É uma tempestade perfeita de ciência ruim, e o pior é que essa é uma área que influencia a forma como as pessoas agem e se alimentam.

Tilt: Você começou a escrever o livro antes da pandemia. O que acrescentaria agora?

Stuart Ritchie: Os problemas que discuto no livro foram provados de várias maneiras... o que também pode ser um tanto tendencioso da minha parte. Mas pesquisadores tiveram que remover estudos de publicações médicas por erros de dados ou porque usaram informações não checadas, caso do artigo sobre hidroxicloroquina [na Lancet]. Aliás, o estudo original, que dizia que a hidroxicloroquina era positiva para o tratamento da covid-19, também tinha sido mal desenvolvido.

É um exemplo clássico de negligência, tendenciosidade e acredito que houvesse também algum viés político. Um dos motivos para que casos assim aconteçam é a cultura do "publique ou morra", que se acelerou agora porque os cientistas estão desesperados.

Tilt: Esse problema afeta a busca por uma vacina?

Stuart Ritchie: Hoje você vê muitas pessoas céticas quanto ao uso de vacinas, então devemos garantir que os pesquisadores sejam 100% transparentes sobre os efeitos colaterais que podem surgir e esclareçam que a vacina pode não ser perfeita para todos. No caso de grupos como os pesquisadores de Oxford, acredito que estejam sendo extremamente cuidadosos, seguindo os protocolos e fazendo testes de fases um, dois e três. Não é o que acontece com muitas das pesquisas sobre medicamentos para a covid-19.

Tilt: Hoje o movimento antivacina e o negacionismo científico parecem estar bem fortes. Isso tem a ver com os problemas que você aponta?

Stuart Ritchie: Uma das minhas preocupações era deixar claro que não escrevi o livro por ser negacionista, mas porque amo a ciência, quero que ela funcione e eleve ainda mais seus padrões. Se a ciência melhorar seus critérios, os argumentos dos negacionistas vão desmoronar.

Tilt: No livro, você menciona as dificuldades enfrentadas pela ciência sob regimes autoritários. Devemos olhar com cautela para os estudos sobre vacinas contra covid-19 desenvolvidos na China ou Rússia?
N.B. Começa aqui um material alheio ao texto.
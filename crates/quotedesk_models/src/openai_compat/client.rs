//! Generic client for OpenAI-compatible APIs.

use crate::ExtractorConfig;
use crate::openai_compat::{ChatResponse, OpenAICompatError, conversions};
use async_trait::async_trait;
use quotedesk_core::{GenerateRequest, GenerateResponse};
use quotedesk_error::{ExtractorError, QuotedeskResult};
use quotedesk_interface::IntentExtractor;
use reqwest::Client;
use tracing::{debug, error, instrument};

/// Intent extractor backed by an OpenAI-compatible chat completions API.
#[derive(Debug, Clone)]
pub struct OpenAICompatibleClient {
    client: Client,
    api_key: String,
    model: String,
    base_url: String,
    max_tokens: Option<u32>,
    temperature: Option<f32>,
    provider_name: &'static str,
}

impl OpenAICompatibleClient {
    /// Creates a new OpenAI-compatible client.
    ///
    /// # Arguments
    ///
    /// * `api_key` - API key for authentication
    /// * `model` - Model identifier
    /// * `base_url` - Full chat completions URL
    /// * `provider_name` - Name of the provider (for logging/tracing)
    #[instrument(skip(api_key), fields(provider = provider_name, model = %model))]
    pub fn new(
        api_key: String,
        model: String,
        base_url: String,
        provider_name: &'static str,
    ) -> Self {
        debug!(
            provider = provider_name,
            model = %model,
            url = %base_url,
            "Created OpenAI-compatible client"
        );

        Self {
            client: Client::new(),
            api_key,
            model,
            base_url,
            max_tokens: None,
            temperature: None,
            provider_name,
        }
    }

    /// Creates a client from extractor settings.
    ///
    /// # Errors
    ///
    /// Returns a configuration error when no API key is configured.
    pub fn from_config(config: &ExtractorConfig) -> QuotedeskResult<Self> {
        let api_key = config.require_api_key()?.to_string();
        let mut client = Self::new(
            api_key,
            config.model().clone(),
            config.base_url().clone(),
            "openai",
        );
        client.max_tokens = *config.max_tokens();
        client.temperature = *config.temperature();
        Ok(client)
    }

    /// Sends a chat completion request.
    ///
    /// # Errors
    ///
    /// Returns an error if the request fails or the response cannot be parsed.
    #[instrument(skip(self, req), fields(provider = self.provider_name, model = %self.model))]
    pub async fn chat(&self, req: &GenerateRequest) -> Result<GenerateResponse, OpenAICompatError> {
        let chat_request =
            conversions::to_chat_request(req, &self.model, self.max_tokens, self.temperature)?;

        debug!(
            provider = self.provider_name,
            message_count = chat_request.messages().len(),
            "Sending request"
        );

        let response = self
            .client
            .post(&self.base_url)
            .bearer_auth(&self.api_key)
            .json(&chat_request)
            .send()
            .await
            .map_err(|e| {
                error!(provider = self.provider_name, error = ?e, "HTTP request failed");
                OpenAICompatError::Http(format!("Request failed: {}", e))
            })?;

        let status = response.status();
        if !status.is_success() {
            let error_text = response.text().await.unwrap_or_default();
            error!(
                provider = self.provider_name,
                status = %status,
                error = %error_text,
                "API error"
            );

            return Err(OpenAICompatError::Api {
                status: status.as_u16(),
                message: error_text,
            });
        }

        let chat_response: ChatResponse = response.json().await.map_err(|e| {
            error!(provider = self.provider_name, error = ?e, "Failed to parse response");
            OpenAICompatError::ResponseParsing(format!("Failed to parse JSON: {}", e))
        })?;

        if let Some(usage) = &chat_response.usage {
            debug!(
                provider = self.provider_name,
                prompt_tokens = ?usage.prompt_tokens,
                completion_tokens = ?usage.completion_tokens,
                total_tokens = ?usage.total_tokens,
                "Received response"
            );
        }

        conversions::from_chat_response(&chat_response)
    }
}

#[async_trait]
impl IntentExtractor for OpenAICompatibleClient {
    async fn generate(&self, req: &GenerateRequest) -> QuotedeskResult<GenerateResponse> {
        self.chat(req)
            .await
            .map_err(|e| ExtractorError::new(e.into()).into())
    }

    fn provider_name(&self) -> &'static str {
        self.provider_name
    }

    fn model_name(&self) -> &str {
        &self.model
    }
}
Stuart Ritchie: Se formos totalmente rigorosos e aplicarmos os mesmos critérios para todos, não devemos ter problemas. Mas, devemos estar conscientes de que alguns países com regimes autoritários não se preocupam com a ciência.

Tilt: Como tornar a ciência mais confiável?

Stuart Ritchie: Publicar dados online dá muito trabalho. É preciso facilitar as coisas, não só com incentivos, mas criando ferramentas tecnológicas que ajudem a fazer isso. Precisamos de mais pesquisas sobre outras pesquisas, a chamada metaciência, que reproduz estudos e checa seus resultados. Também é preciso premiar cientistas não apenas por resultados vistosos, mas por fazer coisas que melhorem a confiabilidade das pesquisas como um todo.

A coisa mais fácil de se fazer é encorajar a discussão e conseguir com que pesquisadores com perspectivas diferentes comentem os trabalhos uns dos outros, especialmente na mídia, de forma que possamos enxergar os prós e os contras de cada estudo muito mais rapidamente. Sou bastante otimista, acredito que as mudanças podem ser feitas.